It's really only "less important", at base, because you count on others never actually agreeing with you. You are insulated from the immediate consequences of your position because you are, by social convention and a certain logical parasitism, able to count on your opposition not actually following the necessary inferences demanded by your position. If, in fact, you are claiming you have no free will, you are not a moral agent. It isn't clear to me how you respond to a hypothetical rebuttal of your argument that consists of simply outright killing you, with the explanation I'm simply following your own views--that you are, per yourself, in essence an automaton whose behavior is predetermined, and, according to you, I had no choice under the circumstances other than to kill you, anyway. Resorting to the expectation that my social evolution should be such that I am deterministically caused to not do that--well, a) guess not and b) futile in terms of actual moral force.
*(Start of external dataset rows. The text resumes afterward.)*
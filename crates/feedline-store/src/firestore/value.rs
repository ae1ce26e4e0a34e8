//! Transcoding between JSON values and the store's typed value encoding.
//!
//! On the wire every field value is wrapped in a single-member object naming
//! its type: `{"stringValue": "x"}`, `{"integerValue": "42"}` (integers
//! travel as decimal strings), `{"mapValue": {"fields": {...}}}`, and so on.

use base64::engine::general_purpose::STANDARD as BASE64;
use base64::Engine as _;
use serde_json::{json, Map, Value};

use crate::error::{StoreError, StoreResult};
use crate::store::Fields;

/// Encode a JSON object as a typed `fields` map.
pub fn encode_fields(fields: &Fields) -> Value {
    let mut out = Map::new();
    for (name, value) in fields {
        out.insert(name.clone(), encode_value(value));
    }
    Value::Object(out)
}

/// Encode one JSON value as a typed value.
pub fn encode_value(value: &Value) -> Value {
    match value {
        Value::Null => json!({"nullValue": null}),
        Value::Bool(b) => json!({"booleanValue": b}),
        Value::Number(n) => match n.as_i64() {
            Some(i) => json!({"integerValue": i.to_string()}),
            None => json!({"doubleValue": n.as_f64()}),
        },
        Value::String(s) => json!({"stringValue": s}),
        Value::Array(items) => {
            let values: Vec<Value> = items.iter().map(encode_value).collect();
            json!({"arrayValue": {"values": values}})
        }
        Value::Object(members) => {
            let mut fields = Map::new();
            for (name, member) in members {
                fields.insert(name.clone(), encode_value(member));
            }
            json!({"mapValue": {"fields": fields}})
        }
    }
}

/// Decode a typed `fields` map into a JSON object.
pub fn decode_fields(fields: &Value) -> StoreResult<Fields> {
    let mut out = Fields::new();
    let Some(members) = fields.as_object() else {
        return Ok(out);
    };
    for (name, value) in members {
        out.insert(name.clone(), decode_value(value)?);
    }
    Ok(out)
}

/// Decode one typed value.
pub fn decode_value(value: &Value) -> StoreResult<Value> {
    let wrapper = value
        .as_object()
        .ok_or_else(|| StoreError::Decode(format!("expected a typed value, got {value}")))?;
    let (kind, inner) = wrapper
        .iter()
        .next()
        .ok_or_else(|| StoreError::Decode("empty typed value".to_string()))?;

    Ok(match kind.as_str() {
        "nullValue" => Value::Null,
        "booleanValue" | "doubleValue" => inner.clone(),
        "integerValue" => {
            let raw = inner
                .as_str()
                .ok_or_else(|| StoreError::Decode("integer value is not a string".to_string()))?;
            let parsed: i64 = raw
                .parse()
                .map_err(|_| StoreError::Decode(format!("invalid integer value: {raw}")))?;
            Value::Number(parsed.into())
        }
        // Timestamps and references surface to callers as plain strings.
        "stringValue" | "timestampValue" | "referenceValue" => inner.clone(),
        "bytesValue" => {
            let raw = inner
                .as_str()
                .ok_or_else(|| StoreError::Decode("bytes value is not a string".to_string()))?;
            BASE64
                .decode(raw)
                .map_err(|e| StoreError::Decode(format!("invalid base64 bytes value: {e}")))?;
            inner.clone()
        }
        "geoPointValue" => inner.clone(),
        "mapValue" => {
            let fields = inner.get("fields").cloned().unwrap_or(Value::Object(Map::new()));
            Value::Object(decode_fields(&fields)?)
        }
        "arrayValue" => {
            let items = inner
                .get("values")
                .and_then(|v| v.as_array())
                .cloned()
                .unwrap_or_default();
            Value::Array(items.iter().map(decode_value).collect::<StoreResult<_>>()?)
        }
        other => {
            return Err(StoreError::Decode(format!(
                "unsupported value type: {other}"
            )))
        }
    })
}

#[cfg(test)]
mod tests {
    use super::*;

    fn fields_of(value: Value) -> Fields {
        value.as_object().cloned().unwrap()
    }

    #[test]
    fn test_encode_scalars() {
        assert_eq!(encode_value(&json!(null)), json!({"nullValue": null}));
        assert_eq!(encode_value(&json!(true)), json!({"booleanValue": true}));
        assert_eq!(encode_value(&json!(42)), json!({"integerValue": "42"}));
        assert_eq!(encode_value(&json!(2.5)), json!({"doubleValue": 2.5}));
        assert_eq!(encode_value(&json!("hi")), json!({"stringValue": "hi"}));
    }

    #[test]
    fn test_round_trip_nested_document() {
        let original = fields_of(json!({
            "title": "first post",
            "views": 7,
            "score": 4.5,
            "tags": ["a", "b"],
            "author": {"userId": "u1", "verified": false},
            "deletedAt": null
        }));

        let encoded = encode_fields(&original);
        let decoded = decode_fields(&encoded).unwrap();
        assert_eq!(decoded, original);
    }

    #[test]
    fn test_decode_timestamp_as_string() {
        let decoded = decode_value(&json!({"timestampValue": "2026-01-02T03:04:05Z"})).unwrap();
        assert_eq!(decoded, json!("2026-01-02T03:04:05Z"));
    }

    #[test]
    fn test_decode_valid_bytes() {
        let decoded = decode_value(&json!({"bytesValue": "aGVsbG8="})).unwrap();
        assert_eq!(decoded, json!("aGVsbG8="));
    }

    #[test]
    fn test_decode_rejects_bad_bytes() {
        let result = decode_value(&json!({"bytesValue": "not base64!!"}));
        assert!(matches!(result, Err(StoreError::Decode(_))));
    }

    #[test]
    fn test_decode_rejects_unknown_type() {
        let result = decode_value(&json!({"mysteryValue": 1}));
        assert!(matches!(result, Err(StoreError::Decode(_))));
    }

    #[test]
    fn test_decode_rejects_bad_integer() {
        let result = decode_value(&json!({"integerValue": "forty-two"}));
        assert!(matches!(result, Err(StoreError::Decode(_))));
    }
}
I think your confusing that your position has no reason to behave ethically, as it's own complete failure to address any question of ethics seriously as somebody else's problem. By definition, your "theists" have all the "social evolution" influences you do, -and- actual practical, specifiable justifications to follow them. -No- reason, "God" or otherwise, has any argumentative force to justify any ethical stance you may hold. Person A says his "social evolution" indicates he should do X. Person B says his "social evolution" indicates he should do the direct opposite of X. How do we resolve this? We don't, because your position is ethically incoherent and has no possible means to become other than ethically incoherent. Generally, when one holds a position that is methodologically useless, and obviously so, and continues to hold it anyway, one might fairly suspect that the main motivation is to hold oneself to no ethics at all.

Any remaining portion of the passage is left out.